Por Redação | 03.08.2012 às 19:15

O Comitê Olímpico Brasileiro (COB) anunciou nesta quinta-feira (2) que tem planos de oferecer a tecnologia de telemedicina para todas as delegações que irão competir nas Olimpíadas de 2016, que acontecerá na cidade do Rio de Janeiro.

Robô

Os recursos de telemedicina estão sendo usados pela primeira vez em Londres

Na edição deste ano dos Jogos, os atletas brasileiros de todas as modalidades estão sendo monitorados com precisão graças à utilização de uma pulseira de borracha com um código, que armazena todos os dados do atleta como histórico cirúrgico, de alergias e lesões.

A telemedicina ajuda no diagnótico mais rápido e personalizado, evitando que alguns competidores tenham que deixar o evento por causa de lesões mais sérias. Além disso, o comitê brasileiro também está testando este ano mecanismos de videoconferência pelo celular, garantindo assim que o próprio atleta mostre para o seu médico o que está sentindo através do seu dispositivo móvel.

Segundo a Agência Brasil, a medicina esportiva ainda conta com o auxílio de um robô, desenvolvido pela Universidade de Miami para ajudar no resgate e tratamento de soldados na guerra do Iraque, para tratar as lesões dos atletas.
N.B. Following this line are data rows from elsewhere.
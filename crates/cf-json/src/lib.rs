pub mod reader;
pub mod repair;

pub use reader::ArrayItems;
pub use repair::RepairNote;

use cf_core::{CfError, CfResult, ErrorKind};
use cf_llm::LlmGateway;

const LLM_REPAIR_MAX_BYTES: usize = 64 * 1024;

/// Which of the three strategies (spec §4.3) ultimately produced the value.
#[derive(Debug, Clone, Copy, PartialEq, Eq, serde::Serialize, serde::Deserialize)]
#[serde(rename_all = "kebab-case")]
pub enum ParseStrategy {
    Strict,
    Repair,
    LlmAssisted,
}

/// The result of reading one JSON document, including anything that needed fixing.
#[derive(Debug, Clone, serde::Serialize)]
pub struct ParseOutcome {
    pub value: serde_json::Value,
    pub strategy_used: ParseStrategy,
    pub repairs: Vec<RepairNote>,
}

/// Parse whole-document bytes with the strict strategy: `StreamDeserializer`-style
/// item-by-item iteration when the root is an array, plain `from_slice` otherwise.
pub fn parse_strict(bytes: &[u8]) -> CfResult<serde_json::Value> {
    let trimmed_start = bytes.iter().position(|b| !(*b as char).is_whitespace());
    match trimmed_start.map(|i| bytes[i]) {
        Some(b'[') => {
            let items: CfResult<Vec<_>> = ArrayItems::new(bytes)?.collect();
            Ok(serde_json::Value::Array(items?))
        }
        _ => serde_json::from_slice(bytes).map_err(CfError::from),
    }
}

/// Read a JSON document using the full fallback ladder: strict parse, then
/// textual repair + re-parse, then (only for inputs under 64 KiB) a bounded
/// LLM-assisted repair turn. `llm` may be `None` to skip the last rung
/// entirely (e.g. when the gateway is disabled).
pub async fn read_json(bytes: &[u8], llm: Option<&LlmGateway>) -> CfResult<ParseOutcome> {
    if let Ok(value) = parse_strict(bytes) {
        return Ok(ParseOutcome {
            value,
            strategy_used: ParseStrategy::Strict,
            repairs: Vec::new(),
        });
    }

    let text = std::str::from_utf8(bytes).map_err(|e| {
        CfError::with_source(ErrorKind::MalformedBeyondRepair, "input is not valid UTF-8", e)
    })?;
    let (repaired, notes) = repair::apply_repairs(text);
    if let Ok(value) = parse_strict(repaired.as_bytes()) {
        tracing::info!(repairs = notes.len(), "recovered JSON via textual repair");
        return Ok(ParseOutcome {
            value,
            strategy_used: ParseStrategy::Repair,
            repairs: notes,
        });
    }

    let Some(gateway) = llm else {
        return Err(CfError::new(
            ErrorKind::MalformedBeyondRepair,
            "textual repair failed and no LLM gateway was provided",
        ));
    };
    if bytes.len() > LLM_REPAIR_MAX_BYTES {
        return Err(CfError::new(
            ErrorKind::MalformedBeyondRepair,
            format!(
                "input ({} bytes) exceeds the {} byte bound for LLM-assisted repair",
                bytes.len(),
                LLM_REPAIR_MAX_BYTES
            ),
        ));
    }
    let value = gateway
        .generate_structured(
            "Repair the following text into a single valid JSON value. \
             Preserve every field and value exactly; fix only syntax.",
            &repaired,
        )
        .await?;
    tracing::warn!("recovered JSON via LLM-assisted repair");
    Ok(ParseOutcome {
        value,
        strategy_used: ParseStrategy::LlmAssisted,
        repairs: notes,
    })
}

#[cfg(test)]
mod tests {
    use super::*;

    #[tokio::test]
    async fn well_formed_object_parses_strict() {
        let outcome = read_json(br#"{"a":1}"#, None).await.unwrap();
        assert_eq!(outcome.strategy_used, ParseStrategy::Strict);
        assert!(outcome.repairs.is_empty());
    }

    #[tokio::test]
    async fn trailing_comma_is_recovered_via_repair() {
        let outcome = read_json(br#"{"a":1,"b":2,}"#, None).await.unwrap();
        assert_eq!(outcome.strategy_used, ParseStrategy::Repair);
        assert_eq!(outcome.repairs.len(), 1);
    }

    #[tokio::test]
    async fn unrecoverable_input_without_gateway_errors() {
        let err = read_json(b"not json at all {{{", None).await.unwrap_err();
        assert_eq!(err.kind(), cf_core::ErrorKind::MalformedBeyondRepair);
    }

    #[tokio::test]
    async fn strict_array_parses_via_stream_items() {
        let outcome = read_json(br#"[{"a":1},{"a":2}]"#, None).await.unwrap();
        assert_eq!(outcome.strategy_used, ParseStrategy::Strict);
        assert_eq!(outcome.value.as_array().unwrap().len(), 2);
    }
}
"Pelo robô, podemos ter imagens de radiologia, exames, ultrassonografias, câmeras remotas, acesso a exames. São três ferramentas para dar o melhor suporte possível aos atletas, em qualquer lugar e hora, tendo acesso aos melhores especialistas disponíveis", afirmou Antonio Mattos, diretor de Telemedicina do Centro de Trauma da universidade.

O robô ajudou a identificar uma lesão grave na ginasta Laís Souza, que a tirou da delegação e das competições, e também no tratamento dos atletas que ainda estão em Londres.

E em 2016, a organização do evento planeja fornecer essa tecnologia para os atletas de todos os países que estiverem competindo, elevando o nível da medicina nacional.